Exoplanet characterization with long slit spectroscopy

TL;DR

This paper introduces a new data analysis method for long slit spectroscopy with coronagraphy, enabling better characterization of low-temperature exoplanetary companions by effectively subtracting starlight in high contrast imaging.

Contribution

The paper presents a novel analysis technique for LSS with coronagraphy that improves contrast and spectral extraction for low-temperature exoplanets, validated through realistic simulations.

Findings

Contrast reduction of 0.5 to 2.0 magnitudes achieved.

Potential to characterize planets with Teff of 600 K and 900 K at 10 pc.
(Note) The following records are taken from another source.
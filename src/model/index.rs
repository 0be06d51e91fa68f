//! Index structures for spdx_id lookups.
//!
//! Cross references in a document are plain `spdx_id` strings. The validator
//! and the SPDX 3 bump resolve many of them, so [`SpdxElementIndex`] is built
//! once per document and answers lookups in O(1).
//!
//! ```ignore
//! use spdx_tools::model::SpdxElementIndex;
//!
//! let index = SpdxElementIndex::build(&document);
//! if let Some(element) = index.get(&document, "SPDXRef-Package") {
//!     println!("{}", element.kind());
//! }
//! ```

use super::{Document, ElementKind, File, Package, RelationshipType, Snippet};
use std::collections::HashMap;

/// Borrowed view of an element found by id.
#[derive(Debug, Clone, Copy, PartialEq, Eq)]
pub enum ElementRef<'a> {
    Package(&'a Package),
    File(&'a File),
    Snippet(&'a Snippet),
}

impl ElementRef<'_> {
    #[must_use]
    pub const fn kind(&self) -> ElementKind {
        match self {
            Self::Package(_) => ElementKind::Package,
            Self::File(_) => ElementKind::File,
            Self::Snippet(_) => ElementKind::Snippet,
        }
    }

    #[must_use]
    pub fn spdx_id(&self) -> &str {
        match self {
            Self::Package(p) => &p.spdx_id,
            Self::File(f) => &f.spdx_id,
            Self::Snippet(s) => &s.spdx_id,
        }
    }
}

/// Position of an element inside its document list.
#[derive(Debug, Clone, Copy, PartialEq, Eq)]
pub struct ElementSlot {
    pub kind: ElementKind,
    pub position: usize,
}

/// Precomputed id index for one document.
#[derive(Debug, Clone, Default)]
#[must_use]
pub struct SpdxElementIndex {
    /// First occurrence of each id
    slots: HashMap<String, ElementSlot>,
    /// Ids seen more than once, in order of their second occurrence
    duplicates: Vec<String>,
    /// Edge indices by source id
    relationships_by_source: HashMap<String, Vec<usize>>,
}

impl SpdxElementIndex {
    /// Build an index over the document, its packages, files and snippets.
    pub fn build(document: &Document) -> Self {
        let mut index = Self::default();
        index.insert(document.spdx_id(), ElementKind::Document, 0);
        for (position, package) in document.packages.iter().enumerate() {
            index.insert(&package.spdx_id, ElementKind::Package, position);
        }
        for (position, file) in document.files.iter().enumerate() {
            index.insert(&file.spdx_id, ElementKind::File, position);
        }
        for (position, snippet) in document.snippets.iter().enumerate() {
            index.insert(&snippet.spdx_id, ElementKind::Snippet, position);
        }
        for (position, relationship) in document.relationships.iter().enumerate() {
            index
                .relationships_by_source
                .entry(relationship.spdx_element_id.clone())
                .or_default()
                .push(position);
        }
        index
    }

    fn insert(&mut self, spdx_id: &str, kind: ElementKind, position: usize) {
        if self.slots.contains_key(spdx_id) {
            if !self.duplicates.iter().any(|d| d == spdx_id) {
                self.duplicates.push(spdx_id.to_string());
            }
            return;
        }
        self.slots
            .insert(spdx_id.to_string(), ElementSlot { kind, position });
    }

    #[must_use]
    pub fn contains(&self, spdx_id: &str) -> bool {
        self.slots.contains_key(spdx_id)
    }

    #[must_use]
    pub fn slot(&self, spdx_id: &str) -> Option<ElementSlot> {
        self.slots.get(spdx_id).copied()
    }

    #[must_use]
    pub fn kind_of(&self, spdx_id: &str) -> Option<ElementKind> {
        self.slot(spdx_id).map(|slot| slot.kind)
    }

    /// Resolves an id to its package, file or snippet.
    #[must_use]
    pub fn get<'a>(&self, document: &'a Document, spdx_id: &str) -> Option<ElementRef<'a>> {
        let slot = self.slot(spdx_id)?;
        match slot.kind {
            ElementKind::Package => document.packages.get(slot.position).map(ElementRef::Package),
            ElementKind::File => document.files.get(slot.position).map(ElementRef::File),
            ElementKind::Snippet => document.snippets.get(slot.position).map(ElementRef::Snippet),
            _ => None,
        }
    }

    /// Ids that occur more than once across the document.
    #[must_use]
    pub fn duplicate_ids(&self) -> &[String] {
        &self.duplicates
    }

    /// Indices into `document.relationships` whose source is `spdx_id`.
    #[must_use]
    pub fn relationships_from(&self, spdx_id: &str) -> &[usize] {
        self.relationships_by_source
            .get(spdx_id)
            .map_or(&[][..], Vec::as_slice)
    }

    #[must_use]
    pub fn element_count(&self) -> usize {
        self.slots.len()
    }
}

/// One-off lookup without keeping an index around.
#[must_use]
pub fn get_element_from_spdx_id<'a>(document: &'a Document, spdx_id: &str) -> Option<ElementRef<'a>> {
    document
        .packages
        .iter()
        .find(|p| p.spdx_id == spdx_id)
        .map(ElementRef::Package)
        .or_else(|| {
            document
                .files
                .iter()
                .find(|f| f.spdx_id == spdx_id)
                .map(ElementRef::File)
        })
        .or_else(|| {
            document
                .snippets
                .iter()
                .find(|s| s.spdx_id == spdx_id)
                .map(ElementRef::Snippet)
        })
}

/// Ids contained by `package_id` through `CONTAINS` or `CONTAINED_BY`, in
/// relationship order and without repetition.
#[must_use]
pub fn get_contained_spdx_element_ids<'a>(document: &'a Document, package_id: &str) -> Vec<&'a str> {
    let mut ids: Vec<&'a str> = Vec::new();
    for relationship in &document.relationships {
        let contained = match relationship.relationship_type {
            RelationshipType::Contains if relationship.spdx_element_id == package_id => {
                relationship.related_spdx_element_id.value().map(String::as_str)
            }
            RelationshipType::ContainedBy
                if relationship.related_spdx_element_id.value().map(String::as_str)
                    == Some(package_id) =>
            {
                Some(relationship.spdx_element_id.as_str())
            }
            _ => None,
        };
        if let Some(id) = contained {
            if !ids.contains(&id) {
                ids.push(id);
            }
        }
    }
    ids
}

#[cfg(test)]
mod tests {
    use super::*;
    use crate::model::{
        datetime::parse_datetime, Actor, CreationInfo, Relationship, ThreeValued,
    };

    fn document() -> Document {
        let mut doc = Document::new(CreationInfo::new(
            "SPDX-2.3",
            "SPDXRef-DOCUMENT",
            "Doc",
            "https://x/y",
            vec![Actor::tool("t").unwrap()],
            parse_datetime("2022-12-01T00:00:00Z").unwrap(),
        ));
        doc.packages
            .push(Package::new("SPDXRef-P", "p", ThreeValued::NoAssertion));
        doc.files.push(File::new("./a", "SPDXRef-F1", vec![]));
        doc.files.push(File::new("./b", "SPDXRef-F2", vec![]));
        doc.relationships.push(Relationship::new(
            "SPDXRef-P",
            RelationshipType::Contains,
            ThreeValued::Value("SPDXRef-F1".to_string()),
        ));
        doc.relationships.push(Relationship::new(
            "SPDXRef-F2",
            RelationshipType::ContainedBy,
            ThreeValued::Value("SPDXRef-P".to_string()),
        ));
        doc
    }

    #[test]
    fn test_lookup() {
        let doc = document();
        let index = SpdxElementIndex::build(&doc);
        assert_eq!(index.kind_of("SPDXRef-DOCUMENT"), Some(ElementKind::Document));
        assert_eq!(
            index.get(&doc, "SPDXRef-F2").map(|e| e.kind()),
            Some(ElementKind::File)
        );
        assert!(index.get(&doc, "SPDXRef-missing").is_none());
        assert_eq!(index.relationships_from("SPDXRef-P"), &[0]);
        assert_eq!(
            get_element_from_spdx_id(&doc, "SPDXRef-P").map(|e| e.spdx_id().to_string()),
            Some("SPDXRef-P".to_string())
        );
    }

    #[test]
    fn test_duplicates() {
        let mut doc = document();
        doc.snippets
            .push(Snippet::new("SPDXRef-F1", "SPDXRef-F1", (1, 2)));
        let index = SpdxElementIndex::build(&doc);
        assert_eq!(index.duplicate_ids(), &["SPDXRef-F1".to_string()]);
    }

    #[test]
    fn test_contained_ids_both_directions() {
        let doc = document();
        assert_eq!(
            get_contained_spdx_element_ids(&doc, "SPDXRef-P"),
            vec!["SPDXRef-F1", "SPDXRef-F2"]
        );
    }
}
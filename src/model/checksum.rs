use serde::{Deserialize, Serialize};
use std::fmt;
use std::str::FromStr;

/// Hash algorithms accepted in SPDX 2 checksums.
#[derive(Debug, Clone, Copy, PartialEq, Eq, Hash, PartialOrd, Ord, Serialize, Deserialize)]
pub enum ChecksumAlgorithm {
    Sha1,
    Sha224,
    Sha256,
    Sha384,
    Sha512,
    Sha3_256,
    Sha3_384,
    Sha3_512,
    Blake2b256,
    Blake2b384,
    Blake2b512,
    Blake3,
    Md2,
    Md4,
    Md5,
    Md6,
    Adler32,
}

impl ChecksumAlgorithm {
    pub const ALL: [Self; 17] = [
        Self::Sha1,
        Self::Sha224,
        Self::Sha256,
        Self::Sha384,
        Self::Sha512,
        Self::Sha3_256,
        Self::Sha3_384,
        Self::Sha3_512,
        Self::Blake2b256,
        Self::Blake2b384,
        Self::Blake2b512,
        Self::Blake3,
        Self::Md2,
        Self::Md4,
        Self::Md5,
        Self::Md6,
        Self::Adler32,
    ];

    /// Name used by tag-value, JSON, YAML and XML.
    #[must_use]
    pub const fn as_str(&self) -> &'static str {
        match self {
            Self::Sha1 => "SHA1",
            Self::Sha224 => "SHA224",
            Self::Sha256 => "SHA256",
            Self::Sha384 => "SHA384",
            Self::Sha512 => "SHA512",
            Self::Sha3_256 => "SHA3-256",
            Self::Sha3_384 => "SHA3-384",
            Self::Sha3_512 => "SHA3-512",
            Self::Blake2b256 => "BLAKE2b-256",
            Self::Blake2b384 => "BLAKE2b-384",
            Self::Blake2b512 => "BLAKE2b-512",
            Self::Blake3 => "BLAKE3",
            Self::Md2 => "MD2",
            Self::Md4 => "MD4",
            Self::Md5 => "MD5",
            Self::Md6 => "MD6",
            Self::Adler32 => "ADLER32",
        }
    }

    /// Fragment of the `spdx:checksumAlgorithm_*` individual in RDF.
    #[must_use]
    pub fn rdf_fragment(&self) -> String {
        let lowered = match self {
            Self::Blake2b256 => "blake2b256".to_string(),
            Self::Blake2b384 => "blake2b384".to_string(),
            Self::Blake2b512 => "blake2b512".to_string(),
            other => other.as_str().replace('-', "_").to_lowercase(),
        };
        format!("checksumAlgorithm_{lowered}")
    }

    /// Parses an RDF fragment such as `checksumAlgorithm_sha3_256`.
    pub fn from_rdf_fragment(fragment: &str) -> Option<Self> {
        Self::ALL.into_iter().find(|alg| alg.rdf_fragment() == fragment)
    }

    /// Required number of hex digits; `None` where a range applies.
    #[must_use]
    pub const fn hex_length(&self) -> Option<usize> {
        match self {
            Self::Md2 | Self::Md4 | Self::Md5 => Some(32),
            Self::Sha1 => Some(40),
            Self::Sha224 => Some(56),
            Self::Sha256 | Self::Sha3_256 | Self::Blake2b256 => Some(64),
            Self::Sha384 | Self::Sha3_384 | Self::Blake2b384 => Some(96),
            Self::Sha512 | Self::Sha3_512 | Self::Blake2b512 => Some(128),
            Self::Adler32 => Some(8),
            Self::Blake3 | Self::Md6 => None,
        }
    }
}

impl fmt::Display for ChecksumAlgorithm {
    fn fmt(&self, f: &mut fmt::Formatter<'_>) -> fmt::Result {
        f.write_str(self.as_str())
    }
}

impl FromStr for ChecksumAlgorithm {
    type Err = String;

    /// Case-insensitive, with `-` and `_` interchangeable.
    fn from_str(s: &str) -> Result<Self, Self::Err> {
        let wanted = s.trim().replace('_', "-").to_uppercase();
        Self::ALL
            .into_iter()
            .find(|alg| alg.as_str().to_uppercase() == wanted)
            .ok_or_else(|| format!("Invalid ChecksumAlgorithm: {s}"))
    }
}

#[derive(Debug, Clone, PartialEq, Eq, Hash, Serialize, Deserialize)]
pub struct Checksum {
    pub algorithm: ChecksumAlgorithm,
    pub value: String,
}

impl Checksum {
    pub fn new(algorithm: ChecksumAlgorithm, value: impl Into<String>) -> Self {
        Self {
            algorithm,
            value: value.into(),
        }
    }
}

impl fmt::Display for Checksum {
    fn fmt(&self, f: &mut fmt::Formatter<'_>) -> fmt::Result {
        write!(f, "{}: {}", self.algorithm, self.value)
    }
}

impl FromStr for Checksum {
    type Err = String;

    /// Parses the tag-value form `SHA1: 85ed...`.
    fn from_str(s: &str) -> Result<Self, Self::Err> {
        let (alg, value) = s
            .split_once(':')
            .ok_or_else(|| format!("Invalid checksum: {s}"))?;
        let value = value.trim();
        if value.is_empty() {
            return Err(format!("Invalid checksum: {s}"));
        }
        Ok(Self::new(alg.parse()?, value))
    }
}

#[cfg(test)]
mod tests {
    use super::*;

    #[test]
    fn test_names_round_trip() {
        for alg in ChecksumAlgorithm::ALL {
            assert_eq!(alg.as_str().parse::<ChecksumAlgorithm>().unwrap(), alg);
            assert_eq!(
                ChecksumAlgorithm::from_rdf_fragment(&alg.rdf_fragment()),
                Some(alg)
            );
        }
    }

    #[test]
    fn test_lenient_algorithm_names() {
        assert_eq!(
            "sha3_256".parse::<ChecksumAlgorithm>().unwrap(),
            ChecksumAlgorithm::Sha3_256
        );
        assert_eq!(
            "BLAKE2B-512".parse::<ChecksumAlgorithm>().unwrap(),
            ChecksumAlgorithm::Blake2b512
        );
    }

    #[test]
    fn test_rdf_fragments() {
        assert_eq!(ChecksumAlgorithm::Sha1.rdf_fragment(), "checksumAlgorithm_sha1");
        assert_eq!(
            ChecksumAlgorithm::Sha3_384.rdf_fragment(),
            "checksumAlgorithm_sha3_384"
        );
        assert_eq!(
            ChecksumAlgorithm::Blake2b256.rdf_fragment(),
            "checksumAlgorithm_blake2b256"
        );
    }

    #[test]
    fn test_parse_tag_value_checksum() {
        let c: Checksum = "SHA1: 85ed0817af83a24ad8da68c2b5094de69833983c".parse().unwrap();
        assert_eq!(c.algorithm, ChecksumAlgorithm::Sha1);
        assert_eq!(c.value, "85ed0817af83a24ad8da68c2b5094de69833983c");
        assert!("SHA1:".parse::<Checksum>().is_err());
        assert!("CRC: 12".parse::<Checksum>().is_err());
    }
}
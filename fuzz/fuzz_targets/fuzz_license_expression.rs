#![no_main]
use libfuzzer_sys::fuzz_target;
use spdx_tools::model::LicenseExpression;

/// Fuzz the license expression parser. A parsed expression must print to
/// text that parses back to the same tree.
fuzz_target!(|data: &[u8]| {
    if let Ok(s) = std::str::from_utf8(data) {
        if let Ok(expression) = s.parse::<LicenseExpression>() {
            let printed = expression.to_string();
            let reparsed: LicenseExpression = printed.parse().expect("printed expression parses");
            assert_eq!(reparsed, expression);
        }
    }
});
Wavelength calibration errors significantly affect spectral accuracy.

Abstract

Extrasolar planets observation and characterization by high contrast imaging instruments is set to be a very important subject in observational astronomy. Dedicated instruments are being developed to achieve this goal with very high efficiency. In particular, full spectroscopic characterization of low temperature planetary companions is an extremely important milestone. We present a new data analysis method for long slit spectroscopy (LSS) with coronagraphy, which allows characterization of planetary companions of low effective temperature. In a speckle-limited regime, this method allows an accurate estimation and subtraction of the scattered starlight, to extract a clean spectrum of the planetary companion. We performed intensive LSS simulations with IDL/CAOS to obtain realistic spectra of low (R=35) and medium (R=400) resolution in the J, H, and K bands. The simulated spectra were used to test our method and estimate its performance in terms of contrast reduction and extracted spectra quality. Our simulations are based on a software package dedicated to the development of SPHERE, a second generation instrument for the ESO-VLT. Our method allows a contrast reduction of 0.5 to 2.0 magnitudes compared to the coronagraphic observations. For M0 and G0 stars located at 10 pc, we show that it would lead to the characterization of companions with Teff of 600 K and 900 K respectively, at angular separations of 1.0 as. We also show that errors in the wavelength calibration can produce significant errors in the characterization, and must therefore be minimized as much as possible.